Your plan might be stellar, but things will get much more complicated if your project depends on other teams’ approval/work.
We need to map out these dependencies, and for each one, consider if there’s something we can do to facilitate a smooth process.
Other dependencies might be more implicit. For example, its success might depend on your family’s habits if it’s a personal project.
For example, you might have a plan to train for a marathon. It requires you to get up at 6 a.m. sharp; otherwise, you won’t have time to work out.
The only problem is that your kids routinely stay up till 1 a.am., and you’re a shallow sleeper. Five hours of sleep a night is not a good recipe for success. If you don’t fix your kids’ bedtime routine, you’re not going to run a marathon any time soon.
What is your project’s perimeter?
If your project involves working on 20-year-old legacy code, you should be expecting trouble. If you usually take a time buffer of 50%, you should consider increasing it considerably.
If you work on a domain outside your circle of competence, you should anticipate unexpected delays/issues.
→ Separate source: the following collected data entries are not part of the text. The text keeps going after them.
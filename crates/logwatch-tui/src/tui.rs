//! Owns the real terminal: raw mode, the alternate screen, and restoring
//! both on exit or panic.

use std::io::{Stdout, stdout};

use color_eyre::eyre::Result;
use crossterm::{
    ExecutableCommand, cursor,
    terminal::{self, EnterAlternateScreen, LeaveAlternateScreen, SetTitle},
};
use ratatui::{Frame, Terminal, backend::CrosstermBackend};

/// The crossterm-backed terminal the dashboard draws into.
pub struct Tui {
    terminal: Terminal<CrosstermBackend<Stdout>>,
    active: bool,
}

impl Tui {
    pub fn new() -> Result<Self> {
        let terminal = Terminal::new(CrosstermBackend::new(stdout()))?;
        Ok(Self {
            terminal,
            active: false,
        })
    }

    /// Take over the terminal. `title` names the monitor being watched
    /// in the window title.
    pub fn enter(&mut self, title: &str) -> Result<()> {
        terminal::enable_raw_mode()?;
        self.active = true;
        let mut out = stdout();
        out.execute(EnterAlternateScreen)?;
        out.execute(cursor::Hide)?;
        out.execute(SetTitle(format!("logwatch · {title}")))?;
        self.terminal.clear()?;
        Ok(())
    }

    /// Give the terminal back. Safe to call more than once.
    pub fn exit(&mut self) {
        if std::mem::take(&mut self.active) {
            restore();
        }
    }

    pub fn draw(&mut self, render: impl FnOnce(&mut Frame)) -> Result<()> {
        self.terminal.draw(render)?;
        Ok(())
    }
}

impl Drop for Tui {
    fn drop(&mut self) {
        self.exit();
    }
}

/// Errors are ignored so a half-initialized terminal is still restored.
fn restore() {
    let mut out = stdout();
    let _ = out.execute(cursor::Show);
    let _ = out.execute(LeaveAlternateScreen);
    let _ = terminal::disable_raw_mode();
}

/// Install color-eyre reporting plus a panic hook that restores the
/// terminal before the report prints.
///
/// Call this before [`Tui::enter`] so a panic during startup is readable.
pub fn install_hooks() -> Result<()> {
    let (panic_hook, eyre_hook) = color_eyre::config::HookBuilder::default()
        .display_env_section(false)
        .into_hooks();
    eyre_hook.install()?;

    let panic_hook = panic_hook.into_panic_hook();
    std::panic::set_hook(Box::new(move |info| {
        restore();
        panic_hook(info);
    }));
    Ok(())
}
//! Terminal input and frame timing, merged into one channel.
//!
//! A background task reads crossterm events and two timers: the tick that
//! expires toasts and spins the throbber, and the render clock. The app
//! loop only ever awaits [`EventReader::next`].

use std::io;
use std::time::Duration;

use crossterm::event::{Event as CrosstermEvent, EventStream, KeyEvent, KeyEventKind};
use futures::{Stream, StreamExt};
use tokio::sync::mpsc;
use tokio::time::{MissedTickBehavior, interval};
use tokio_util::sync::CancellationToken;

#[derive(Debug, Clone, PartialEq, Eq)]
pub enum Event {
    Key(KeyEvent),
    /// The terminal changed size; the next draw picks up the new area.
    Resize,
    Tick,
    Render,
}

/// How often the reader emits `Tick` and `Render`.
#[derive(Debug, Clone, Copy, PartialEq, Eq)]
pub struct EventRates {
    pub tick: Duration,
    pub render: Duration,
}

/// Keep key presses and resizes. Releases, repeats, mouse, focus and
/// paste events are dropped.
fn translate(event: CrosstermEvent) -> Option<Event> {
    match event {
        CrosstermEvent::Key(key) if key.kind == KeyEventKind::Press => Some(Event::Key(key)),
        CrosstermEvent::Resize(..) => Some(Event::Resize),
        _ => None,
    }
}

/// Forward `input` and the timers to `tx` until cancelled or the receiver
/// is gone. Late timer ticks are skipped, not replayed.
async fn pump<S>(
    mut input: S,
    rates: EventRates,
    tx: mpsc::UnboundedSender<Event>,
    cancel: CancellationToken,
) where
    S: Stream<Item = io::Result<CrosstermEvent>> + Unpin,
{
    let mut tick = interval(rates.tick);
    let mut render = interval(rates.render);
    tick.set_missed_tick_behavior(MissedTickBehavior::Skip);
    render.set_missed_tick_behavior(MissedTickBehavior::Skip);

    loop {
        let event = tokio::select! {
            () = cancel.cancelled() => break,
            _ = tick.tick() => Event::Tick,
            _ = render.tick() => Event::Render,
            Some(Ok(raw)) = input.next() => match translate(raw) {
                Some(event) => event,
                None => continue,
            },
        };
        if tx.send(event).is_err() {
            break;
        }
    }
}

/// Owns the background reader; dropping it stops the task.
pub struct EventReader {
    rx: mpsc::UnboundedReceiver<Event>,
    cancel: CancellationToken,
}

impl EventReader {
    /// Start reading the terminal at the given rates.
    pub fn new(rates: EventRates) -> Self {
        let (tx, rx) = mpsc::unbounded_channel();
        let cancel = CancellationToken::new();
        tokio::spawn(pump(EventStream::new(), rates, tx, cancel.clone()));
        Self { rx, cancel }
    }

    /// Next event, or `None` once the reader has stopped.
    pub async fn next(&mut self) -> Option<Event> {
        self.rx.recv().await
    }

    pub fn stop(&self) {
        self.cancel.cancel();
    }
}

impl Drop for EventReader {
    fn drop(&mut self) {
        self.cancel.cancel();
    }
}
//! Screen identifiers: the dashboard's closed set of pages.

use std::fmt;

/// Identifies each primary TUI screen, navigable by number keys.
///
/// The dashboard opens on the error list, not the overview.
#[derive(Debug, Clone, Copy, PartialEq, Eq, Hash, Default)]
pub enum ScreenId {
    Dashboard, // 1
    #[default]
    Errors, // 2
    Containers, // 3
    Config,     // 4
}

impl ScreenId {
    /// All screens in tab-bar order.
    pub const ALL: [ScreenId; 4] = [
        Self::Dashboard,
        Self::Errors,
        Self::Containers,
        Self::Config,
    ];

    /// Numeric key (1-4) for this screen.
    pub fn number(self) -> u8 {
        match self {
            Self::Dashboard => 1,
            Self::Errors => 2,
            Self::Containers => 3,
            Self::Config => 4,
        }
    }

    /// Screen from a numeric key (1-4). Returns None for out-of-range.
    pub fn from_number(n: u8) -> Option<Self> {
        match n {
            1 => Some(Self::Dashboard),
            2 => Some(Self::Errors),
            3 => Some(Self::Containers),
            4 => Some(Self::Config),
            _ => None,
        }
    }

    /// Next screen in tab order (wraps around).
    pub fn next(self) -> Self {
        let idx = Self::ALL.iter().position(|&s| s == self).unwrap_or(0);
        Self::ALL[(idx + 1) % Self::ALL.len()]
    }

    /// Previous screen in tab order (wraps around).
    pub fn prev(self) -> Self {
        let idx = Self::ALL.iter().position(|&s| s == self).unwrap_or(0);
        Self::ALL[(idx + Self::ALL.len() - 1) % Self::ALL.len()]
    }

    /// Short label for the tab bar.
    pub fn label(self) -> &'static str {
        match self {
            Self::Dashboard => "Dashboard",
            Self::Errors => "Errors",
            Self::Containers => "Containers",
            Self::Config => "Config",
        }
    }
}

impl fmt::Display for ScreenId {
    fn fmt(&self, f: &mut fmt::Formatter<'_>) -> fmt::Result {
        f.write_str(self.label())
    }
}

#[cfg(test)]
mod tests {
    use super::*;

    #[test]
    fn number_keys_round_trip() {
        for id in ScreenId::ALL {
            assert_eq!(ScreenId::from_number(id.number()), Some(id));
        }
        assert_eq!(ScreenId::from_number(0), None);
        assert_eq!(ScreenId::from_number(5), None);
    }

    #[test]
    fn tab_order_wraps() {
        assert_eq!(ScreenId::Config.next(), ScreenId::Dashboard);
        assert_eq!(ScreenId::Dashboard.prev(), ScreenId::Config);
        assert_eq!(ScreenId::default(), ScreenId::Errors);
    }
}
You might know all there is to know about cyber, but if you’re working on a healthcare project, you’re going to deal with a different set of problems than you’re used to.
Are there any upcoming changes in resources?
- Budget — your department might be short on budget, so if your project is planned to take a year with no tangible value until it’s done, it’s likely to fail unless you create more concrete value-oriented milestones.
- People — Are you recruiting a lot of new people? that might mean your team will be busy onboarding them and getting them up to speed. This might change the timeline of your project considerably.
Many other more mundane issues might arise, like executing a project right before the holiday season.
Don’t wait for the postmortem to learn from your mistakes.
Conduct a premortem, assume your project has already failed, and then work back from there to make it a success.
To conduct a good premortem, consider how you, the people responsible for the project, might screw it up. You are the 20% that causes 80% of the issues. Only then, consider how to mitigate issues caused by other people, the environment, and unfavorable circumstances.